However, the evidence for subaerial exposure at Safah appeared less obvious. Although some subtle textural and sedimentological evidence of exposure had been observed in a few cores, there was significant disagreement about its field-wide importance. Carbon and oxygen isotopic analysis of the crystalline mudstones provided little support, lacking the depleted isotopic character typical of meteorically altered Pleistocene and Holocene limestone analogs (Figure 11). Instead, it was argued that the Shu’aiba reservoir must have remained submerged throughout deposition and its chalky texture was interpreted as the result of in situ recrystalization at modestly elevated temperatures (48o–53oC) in a closed subsurface system. The corroded crystal fabric was thought to reflect a later, very pervasive dissolution event. Certainly there was little doubt that this had been critical in enlarging the microintercrystalline pore spaces sufficiently to allow the modest flow rates observed in the field. Well behavior suggested a dual or variable permeability reservoir system. Well rates were typically more hyperbolic than exponential in character, leveling off at some lower but stable rate. This was generally attributed to variations in the intensity of microintercrystalline dissolution, with flow into the wellbore limited to more permeable intervals characterized by enhanced dissolution porosity and supported by modest cross-flow from lower permeability matrix rock.

Hydrocarbon Charge

Crude oils from the early Safah wells were napthenic-aromatic in character, of moderate to high maturity (35o–39oAPI and greater) and with a low sulfur content (0.32%). Early geochemical analyses suggested that they originated from a marine carbonate source rock approaching expulsion maturities of 1 percent vitrinite reflectance (VRo). Crudes from wells drilled farther south at a later date were rather more paraffinic, moderately mature (34.8o–41oAPI, VRo = 0.8%) and isotopically more negative. By the time the appraisal program had been completed, a systematic change in crude oil stable carbon isotope character was apparent across the field, ranging from δ13C 26.8‰ in the north to δ13C 30.08‰ to the south. High-resolution gas chromatography revealed a parallel change in the composition of the crude oil with three discrete groups of oils in the north, central and southeast. These compositional and isotopic gradients cut across the more prominent stratigraphic trends of the field, showing very little correlation with its reservoir architecture. Various explanations were proposed for the apparently anomalous relationship including fractionation during migration, and multiple geochemically distinct sources with limited inreservoir mixing. However, nothing was resolved and it remained an enigma fo some time.

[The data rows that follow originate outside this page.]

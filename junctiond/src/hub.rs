//! The hub core.
//!
//! [`Hub::bind`] stakes out one socket per logical channel and records the
//! paths in the endpoints file; [`Hub::run`] is the event loop. Every piece
//! of mutable state (stores, counters, the completed-step index, the worker
//! pool) is owned by the run task, so no locking is needed anywhere: the
//! transport listener tasks only parse frames and forward them over
//! channels. The only suspension point is the `select!`; once a channel
//! fires, its backlog is drained without yielding, which bounds how stale any
//! channel can get to one full drain of the others.

use std::collections::{BTreeMap, HashMap, HashSet};
use std::path::PathBuf;
use std::time::Duration;

use anyhow::{bail, Context, Result};
use serde_json::Value;
use tokio::sync::{mpsc, oneshot};
use tokio::task::JoinHandle;
use tracing::{debug, info, warn};

use junction_common::config::HubConfig;
use junction_common::endpoints::{Channel, Endpoints, ENDPOINTS_FILE};
use junction_common::protocol::{
    ControlEvent, ControlRequest, ListenerEvent, LogRecord, ProgressUpdate, SignatureEvent,
    SignatureRequest, StepStatus, BYE, OK,
};

use crate::pool::{NullSpawner, WorkerPool, WorkerSpawner};
use crate::progress::ProgressBar;
use crate::store::{
    FileStepStore, FileWorkflowStore, MemoryStepStore, MemoryWorkflowStore, StepStore,
    WorkflowStore,
};
use crate::tap::{self, ListenerSink, LogListenerSink};
use crate::transport::{self, BackendEvent, ReqSender};

const SWEEP_INTERVAL: Duration = Duration::from_secs(1);
/// Settle delay for frames still in flight on the sockets when a shutdown
/// drain runs.
const DRAIN_SETTLE: Duration = Duration::from_millis(50);
const PULSE_INTERVAL: Duration = Duration::from_secs(1);

/// Counters reported when the hub stops.
#[derive(Clone, Copy, Debug, Default, PartialEq, Eq)]
pub struct RunSummary {
    /// Distinct step names that reported any substep activity.
    pub steps: usize,
    pub completed: u64,
    pub ignored: u64,
    pub succeeded: bool,
}

struct HubChannels {
    sig_push_rx: mpsc::UnboundedReceiver<SignatureEvent>,
    sig_req_rx: mpsc::UnboundedReceiver<(SignatureRequest, oneshot::Sender<Value>)>,
    ctl_push_rx: mpsc::UnboundedReceiver<ControlEvent>,
    ctl_req_rx: mpsc::UnboundedReceiver<(ControlRequest, oneshot::Sender<Value>)>,
    frontend_rx: mpsc::UnboundedReceiver<Value>,
    backend_rx: mpsc::UnboundedReceiver<BackendEvent>,
    tap_logging_rx: mpsc::UnboundedReceiver<LogRecord>,
    tap_listener_rx: mpsc::UnboundedReceiver<ListenerEvent>,
}

/// Keeps every channel's sender half alive for the whole run so quiet
/// receivers park instead of closing.
#[allow(dead_code)]
struct HubSenders {
    sig_push: mpsc::UnboundedSender<SignatureEvent>,
    sig_req: ReqSender<SignatureRequest>,
    ctl_push: mpsc::UnboundedSender<ControlEvent>,
    ctl_req: ReqSender<ControlRequest>,
    frontend: mpsc::UnboundedSender<Value>,
    backend: mpsc::UnboundedSender<BackendEvent>,
    tap_logging: mpsc::UnboundedSender<LogRecord>,
    tap_listener: mpsc::UnboundedSender<ListenerEvent>,
}

pub struct Hub {
    config: HubConfig,
    runtime_dir: PathBuf,
    endpoints: Endpoints,
    channels: Option<HubChannels>,
    _senders: HubSenders,
    listeners: Vec<JoinHandle<()>>,

    workflow_store: Box<dyn WorkflowStore>,
    step_store: Box<dyn StepStore>,
    pool: WorkerPool,
    progress: Option<ProgressBar>,
    listener_sink: Box<dyn ListenerSink>,

    nprocs: usize,
    completed: HashMap<String, u64>,
    ignored: HashMap<String, u64>,
    step_status: BTreeMap<String, StepStatus>,
    completed_steps: BTreeMap<String, Value>,
}
//! Wire frames exchanged with the hub.
//!
//! Every frame is one JSON object per line whose `type` field is the
//! discriminator the hub dispatches on. Push channels are fire-and-forget;
//! request channels get exactly one reply per frame, a bare JSON value
//! (`null` is the absent/error sentinel so a requester is never left
//! blocked).

use serde::{Deserialize, Serialize};
use serde_json::Value;

/// Reply to the `done` request once every queue has been drained.
pub const BYE: &str = "bye";
/// Reply to state-changing signature requests.
pub const OK: &str = "ok";

/// Facts written through the signature push channel.
#[derive(Clone, Debug, Serialize, Deserialize)]
#[serde(tag = "type", rename_all = "snake_case")]
pub enum SignatureEvent {
    /// Append a workflow-level fact.
    Workflow {
        workflow_id: String,
        entry_type: String,
        payload: Value,
    },
    /// Set (or overwrite) one step's signature.
    Step { step_id: String, signature: Value },
    /// Flush the write-ahead buffers of both stores.
    Commit,
}

/// Queries served on the signature request channel.
#[derive(Clone, Debug, Serialize, Deserialize)]
#[serde(tag = "type", rename_all = "snake_case")]
pub enum SignatureRequest {
    WorkflowClear,
    WorkflowPlaceholders { workflow_id: String },
    WorkflowRecords { workflow_id: String },
    StepGet { step_id: String },
}

/// Fire-and-forget events on the control push channel.
#[derive(Clone, Debug, Serialize, Deserialize)]
#[serde(tag = "type", rename_all = "snake_case")]
pub enum ControlEvent {
    /// Scheduler feedback: number of concurrently running step processes.
    Nprocs { count: usize },
    Progress { update: ProgressUpdate },
}

#[derive(Clone, Debug, Serialize, Deserialize)]
#[serde(tag = "kind", rename_all = "snake_case")]
pub enum ProgressUpdate {
    SubstepIgnored { step: String },
    SubstepCompleted { step: String },
    StepCompleted { status: StepStatus, step: String, output: Value },
}

/// How much of a finished step actually ran.
#[derive(Clone, Copy, Debug, PartialEq, Eq, Serialize, Deserialize)]
#[serde(rename_all = "snake_case")]
pub enum StepStatus {
    /// Every substep executed and the step carries a final signature.
    Complete,
    /// Every substep was restored from signatures; nothing ran.
    Skipped,
    /// Some substeps ran, the rest were restored.
    Partial,
    /// The step finished without any signature.
    Untracked,
}

/// Queries served on the control request channel.
#[derive(Clone, Debug, Serialize, Deserialize)]
#[serde(tag = "type", rename_all = "snake_case")]
pub enum ControlRequest {
    Nprocs,
    /// Is this step name (or a step of this workflow) completed?
    HasStep { name: String },
    /// Output handle of a completed step; for a workflow name, the
    /// lexicographically last step of that workflow.
    StepOutput { name: String },
    /// First completed-step output carrying this label.
    NamedOutput { label: String },
    /// Drain everything and shut the hub down.
    Done { succeeded: bool },
}

/// Worker-to-hub frames on the substep backend channel. Anything else on
/// that channel is a contract violation.
#[derive(Clone, Debug, Serialize, Deserialize)]
#[serde(tag = "type", rename_all = "snake_case")]
pub enum WorkerSignal {
    /// Credit: ready for the next unit of work.
    Ready,
}

/// Hub-to-worker frames on the substep backend channel.
#[derive(Clone, Debug, Serialize, Deserialize)]
#[serde(tag = "type", rename_all = "snake_case")]
pub enum WorkerCommand {
    /// A unit of work pulled from the frontend queue; the payload is opaque
    /// to the hub.
    Job { payload: Value },
    /// Poison frame: the worker should exit.
    Stop,
}

/// A log event relayed from a child hub to its master.
#[derive(Clone, Debug, Serialize, Deserialize)]
pub struct LogRecord {
    pub level: LogLevel,
    pub message: String,
}

#[derive(Clone, Copy, Debug, PartialEq, Eq, Serialize, Deserialize)]
#[serde(rename_all = "snake_case")]
pub enum LogLevel {
    Error,
    Warn,
    Info,
    Debug,
    Trace,
    /// Verbatim console output, bypassing level filtering.
    Print,
}

/// An interactive-front-end event relayed through the tap listener channel.
#[derive(Clone, Debug, Serialize, Deserialize)]
pub struct ListenerEvent {
    pub msg_type: String,
    pub data: Value,
}

/// Mode-handshake frames between companion hubs.
#[derive(Clone, Debug, Serialize, Deserialize)]
#[serde(tag = "type", rename_all = "snake_case")]
pub enum Handshake {
    Ping,
    Ok,
}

The source of the oils was also unclear. More recent oil-to-oil and oil-to-source correlations in the United Arab Emirates (ADNOC, 1984) suggested that the Bab facies highlighted by Murris (1980) and originally assumed to be the most likely candidate for Safah crudes, was only locally developed and of poor to moderate quality at best. However, the broad geochemical similarity of oil in the Arab and Thamama reservoirs throughout Abu Dhabi implied a common origin. Those compositional differences that did occur appeared to be related to differences in maturity, whereas the similarity of their gas chromatography-mass spectrometry and sulfur profile traces, together with a rather uniform carbon isotope character (δ13C 25.3–26.9‰) were considered enough to type the oils to the organically rich radioactive shales of the Hanifa/Diyab intraplatform basin (ADNOC, 1984; Hassan and Azer, 1985; Alsharhan and Kendall, 1986; Alsharhan, 1985a).

These several published syntheses (ADNOC, 1984; Loutfi and El Bishlawy, 1986) also confirmed the earlier interpretation of Murris (1980) which limited the organically richest Hanifa/Diyab source facies to the western offshore and adjacent onshore of Abu Dhabi (Figure 12). Time-equivalent rocks in central and eastern Abu Dhabi seemed to be of only marginal source quality and so an unlikely source for Thamama reservoir oils in that area. However, it soon became apparent that there was a close correlation between deteriorating source quality and increasing maturity in central onshore Abu Dhabi, suggesting the measured total organic carbon values might be largely residual in nature. This was supported by the improvement in source quality observed in the direction of the shallower and less-mature southeastern part of Abu Dhabi and the Lekhwair High (Loutfi and El Bishlawy, 1986). Consequently, it was felt that the Hanifa-Diyab generative area may originally have extended farther east across Abu Dhabi to the border with Oman and might have been well-positioned to charge the Safah field (Figure 12).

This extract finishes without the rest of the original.